PROVIDED RECORDS Start Marker

use std::sync::Arc;
use std::time::Duration;

use anyhow::{Context, Result};
use cronfleet::{Config, RedisStore, Schedule, Scheduler, SchedulerConfig, Task};
use tracing_subscriber::{fmt, prelude::*, EnvFilter};

/// Ambient services every registered task receives. A real deployment would
/// put its db pool, http clients, and the like here — see `kernel/deps.rs`
/// for the shape this generalizes.
struct Services {
    label: String,
}

#[tokio::main]
async fn main() -> Result<()> {
    tracing_subscriber::registry()
        .with(EnvFilter::try_from_default_env().unwrap_or_else(|_| "info,cronfleet=debug".into()))
        .with(fmt::layer().with_target(true).with_line_number(true))
        .init();

    let config = Config::from_env().context("failed to load configuration")?;
    let store = Arc::new(
        RedisStore::connect(&config.redis_url)
            .await
            .context("failed to connect to coordination store")?,
    );
    let services = Arc::new(Services {
        label: "demo".to_string(),
    });

    let mut scheduler = Scheduler::new(store, services, SchedulerConfig::from(&config));

    scheduler.register(
        Task::new("heartbeat-log", "logs a line every minute", |ctx| async move {
            tracing::info!(label = %ctx.services.label, "heartbeat task fired");
            Ok(())
        }),
        Schedule::Every(Duration::from_secs(60)),
    )?;

    scheduler.start().await.context("failed to start scheduler")?;
    tracing::info!(instance = scheduler.instance_id(), "demo scheduler running, press ctrl-c to stop");

    tokio::signal::ctrl_c().await.context("failed to listen for ctrl-c")?;
    tracing::info!("shutting down");
    scheduler.stop().await.context("failed to stop scheduler cleanly")?;
    Ok(())
}
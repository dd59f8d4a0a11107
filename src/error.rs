use thiserror::Error;

/// Errors surfaced by the coordination store adapter.
#[derive(Error, Debug)]
pub enum StoreError {
    #[error("coordination store unavailable: {0}")]
    Unavailable(#[from] redis::RedisError),

    #[error("key not found: {0}")]
    NotFound(String),

    #[error("serialization error: {0}")]
    Serialization(#[from] serde_json::Error),
}

/// Errors surfaced while registering tasks or starting the scheduler.
#[derive(Error, Debug)]
pub enum ConfigError {
    #[error("task {0:?} is already registered")]
    DuplicateTask(String),

    #[error("invalid schedule for task {task:?}: {reason}")]
    InvalidSchedule { task: String, reason: String },

    #[error("coordination store unreachable: {0}")]
    StoreUnreachable(#[from] StoreError),

    #[error("scheduler error: {0}")]
    Scheduler(#[from] tokio_cron_scheduler::JobSchedulerError),
}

PROVIDED RECORDS End Marker

EXERCISE DIRECTIONS: In full and verbatim, repeat the records given above.

SOLUTION TO THIS TASK:
use std::sync::Arc;
use std::time::Duration;

use anyhow::{Context, Result};
use cronfleet::{Config, RedisStore, Schedule, Scheduler, SchedulerConfig, Task};
use tracing_subscriber::{fmt, prelude::*, EnvFilter};

/// Ambient services every registered task receives. A real deployment would
/// put its db pool, http clients, and the like here — see `kernel/deps.rs`
/// for the shape this generalizes.
struct Services {
    label: String,
}

#[tokio::main]
async fn main() -> Result<()> {
    tracing_subscriber::registry()
        .with(EnvFilter::try_from_default_env().unwrap_or_else(|_| "info,cronfleet=debug".into()))
        .with(fmt::layer().with_target(true).with_line_number(true))
        .init();

    let config = Config::from_env().context("failed to load configuration")?;
    let store = Arc::new(
        RedisStore::connect(&config.redis_url)
            .await
            .context("failed to connect to coordination store")?,
    );
    let services = Arc::new(Services {
        label: "demo".to_string(),
    });

    let mut scheduler = Scheduler::new(store, services, SchedulerConfig::from(&config));

    scheduler.register(
        Task::new("heartbeat-log", "logs a line every minute", |ctx| async move {
            tracing::info!(label = %ctx.services.label, "heartbeat task fired");
            Ok(())
        }),
        Schedule::Every(Duration::from_secs(60)),
    )?;

    scheduler.start().await.context("failed to start scheduler")?;
    tracing::info!(instance = scheduler.instance_id(), "demo scheduler running, press ctrl-c to stop");

    tokio::signal::ctrl_c().await.context("failed to listen for ctrl-c")?;
    tracing::info!("shutting down");
    scheduler.stop().await.context("failed to stop scheduler cleanly")?;
    Ok(())
}
repository dd59f8d4a0a11107
filename src/error.rs
use thiserror::Error;

/// Errors surfaced by the coordination store adapter.
#[derive(Error, Debug)]
pub enum StoreError {
    #[error("coordination store unavailable: {0}")]
    Unavailable(#[from] redis::RedisError),

    #[error("key not found: {0}")]
    NotFound(String),

    #[error("serialization error: {0}")]
    Serialization(#[from] serde_json::Error),
}

/// Errors surfaced while registering tasks or starting the scheduler.
#[derive(Error, Debug)]
pub enum ConfigError {
    #[error("task {0:?} is already registered")]
    DuplicateTask(String),

    #[error("invalid schedule for task {task:?}: {reason}")]
    InvalidSchedule { task: String, reason: String },

    #[error("coordination store unreachable: {0}")]
    StoreUnreachable(#[from] StoreError),

    #[error("scheduler error: {0}")]
    Scheduler(#[from] tokio_cron_scheduler::JobSchedulerError),
}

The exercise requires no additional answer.